En revanche, lorsque l’exploitant décide que l’immeuble est destiné à être vendu et manifeste ainsi son intention spéculative, il y a lieu de l’inscrire en stock. Cette inscription en stock ferme logiquement la voie à la constatation d’amortissements.

La distinction de ces régimes étant liée à l’intention de l’exploitant, les divergences entre les contribuables et l’administration fiscale sont fréquentes. Tel est le cas dans la décision rendue par la cour administrative d’appel de Nancy le 16 mars 2023 (n°21NC00422 ).

Les faits

Dans cette affaire, une société civile immobilière ("SCI") assujettie à l’impôt sur les sociétés ("IS") avait un objet social lui permettant d’exercer à la fois l’activité de marchand de biens et l’exploitation par bail de biens immobiliers. Le 31 octobre 1996, la SCI a fait l’acquisition d’un immeuble à usage d’hôtel-restaurant assortie d’un engagement de revendre prévu à l’article 1115 du code général des impôts. Cette disposition permettait, dans sa rédaction alors en vigueur, l’exonération de droits d’enregistrement sous réserve de revendre ce bien dans un délai de quatre ans [1]. Notons sur ce point que depuis la réforme de la TVA immobilière de 2010, le législateur a banalisé l’engagement de revendre en l’ouvrant à tous les assujettis à la TVA. Ce faisant, il est désormais possible de bénéficier de ce régime alors même que l’immeuble n’est pas inscrit en stock [2].

L’immeuble a ensuite été donné à bail à une société commerciale chargée d’en assurer l’exploitation. La SCI a alors immobilisé l’immeuble à l’actif de son bilan et a procédé à des amortissements à compter de la date de l’acquisition du bien. Le 30 mai 2000, la SCI a envoyé une lettre à l’administration fiscale ne faisant pas état de l’abandon du projet de revente de l’immeuble, mais affirmant au contraire sa détermination à poursuivre l’exercice de la profession de marchand de biens et sa volonté de revendre l’immeuble avec profit.

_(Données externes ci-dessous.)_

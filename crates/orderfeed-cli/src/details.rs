//! Read-only views of stored line item detail documents.

use clap::Subcommand;
use orderfeed_core::labels::yes_no_label;
use orderfeed_core::LINE_ITEM_DETAIL_PARTITION;
use serde_json::Value;

/// Sub-commands available under `details`.
#[derive(Debug, Subcommand)]
pub enum DetailsCommands {
    /// Print the stored document for an order
    Show {
        /// Incoming order ID
        order_id: String,
    },
}

/// Prints the stored document's metadata and one row per misc-fields entry.
///
/// # Errors
///
/// Returns an error if no document exists for `order_id` or the query fails.
pub(crate) async fn run_details_show(pool: &sqlx::PgPool, order_id: &str) -> anyhow::Result<()> {
    let Some(row) =
        orderfeed_db::get_line_item_detail(pool, LINE_ITEM_DETAIL_PARTITION, order_id).await?
    else {
        tracing::warn!(order_id, partition = LINE_ITEM_DETAIL_PARTITION, "no stored document");
        anyhow::bail!("no line item detail for order '{order_id}'; run `job receive-line-items` first");
    };
    tracing::debug!(order_id, document_id = %row.id, "loaded line item detail");

    println!("Document: {}", row.id);
    println!("Order:    {}", row.order_id);
    println!("Updated:  {}", row.updated_at.format("%Y-%m-%d %H:%M:%S UTC"));
    println!();

    let misc = row
        .data
        .get("LineItemsWithMiscFields")
        .and_then(Value::as_array)
        .map(Vec::as_slice)
        .unwrap_or_default();

    if misc.is_empty() {
        println!("no line items");
        return Ok(());
    }

    println!("{}", misc_header());
    for entry in misc {
        println!("{}", format_misc_row(entry));
    }

    let po_lines = row
        .data
        .get("LineItemsWithPurchaseOrderFields")
        .and_then(Value::as_array)
        .map_or(0, Vec::len);
    println!();
    println!("{po_lines} purchase order line(s)");

    Ok(())
}

fn misc_header() -> String {
    format!(
        "{:<20}{:<24}{:<24}{:<12}TAX AVAILABLE",
        "LINE ITEM", "SUPPLIER", "BRAND", "TAX"
    )
}

/// Renders one `LineItemsWithMiscFields` entry as a table row.
pub(crate) fn format_misc_row(entry: &Value) -> String {
    let available = entry.get("LineTaxAvailable").unwrap_or(&Value::Null);
    format!(
        "{:<20}{:<24}{:<24}{:<12}{}",
        text(entry.get("ID")),
        text(entry.get("SupplierName")),
        text(entry.get("BrandName")),
        text(entry.get("Tax")),
        yes_no_label(available)
    )
}

/// Display text for a scalar JSON value, or an em dash when absent or null.
fn text(value: Option<&Value>) -> String {
    match value {
        Some(Value::String(s)) => s.clone(),
        Some(Value::Null) | None => "\u{2014}".to_string(),
        Some(other) => other.to_string(),
    }
}
mod app_config;
mod config;
pub mod labels;

pub use app_config::{AppConfig, Environment};
pub use config::{load_app_config, load_app_config_from_env};

use thiserror::Error;

/// Partition value every line item detail document is stored under.
pub const LINE_ITEM_DETAIL_PARTITION: &str = "PartitionValue";

#[derive(Debug, Error)]
pub enum ConfigError {
    #[error("missing required environment variable: {0}")]
    MissingEnvVar(String),

    #[error("invalid value for {var}: {reason}")]
    InvalidEnvVar { var: String, reason: String },
}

Estimant que l’immeuble était toujours détenu dans une perspective de revente dans le cadre d’une activité de marchand de biens, l’administration a estimé qu’il y avait lieu de le comptabiliser comme un élément de stock. En conséquence, l’administration a remis en cause les amortissements pratiqués.

Le changement de destination de l’immeuble a finalement été admis par l’administration à compter de l’année 2012, en se fondant sur une décision de l’assemblée générale ordinaire des associés du 12 avril 2012.

La décision de la cour administrative d’appel de Nancy

Dans son jugement du 16 mars 2023, la cour administrative d’appel de Nancy a confirmé le redressement opéré par l’administration fiscale en relevant que le courrier du 30 mai 2000 ne manifeste pas objectivement un changement d’affectation du bien.

En outre, la SCI n’invoquait pas suffisamment d’éléments de fait permettant de manifester objectivement le changement d’affectation de l’immeuble.

Les redressements opérés par l’administration fiscale ont par conséquent été validés par les juges.

Les enseignements peuvent être tirés de cet arrêt

Tout d’abord, cette décision est à mettre en lumière avec la jurisprudence en la matière du Conseil d’État affirmant que dans le cas où la société modifie son intention initiale de revente de l’immeuble, aucune décision expresse de ses organes statutaires compétents n’est nécessaire. Cette décision démontre que cet élément, bien que non nécessaire, demeure un outil efficace vis-à-vis de l’administration.

En second lieu, l’arrêt confirme un objet statutaire « ouvert » à l’exploitation durable de l’immeuble n’est pas un suffisant pour faciliter l’apport de la preuve du changement de destination.
Il s’agit enfin d’un rappel utile de la nécessité pour les opérateurs de prendre les devants pour se sécuriser en apportant des éléments objectifs de renonciation à l’intention spéculative.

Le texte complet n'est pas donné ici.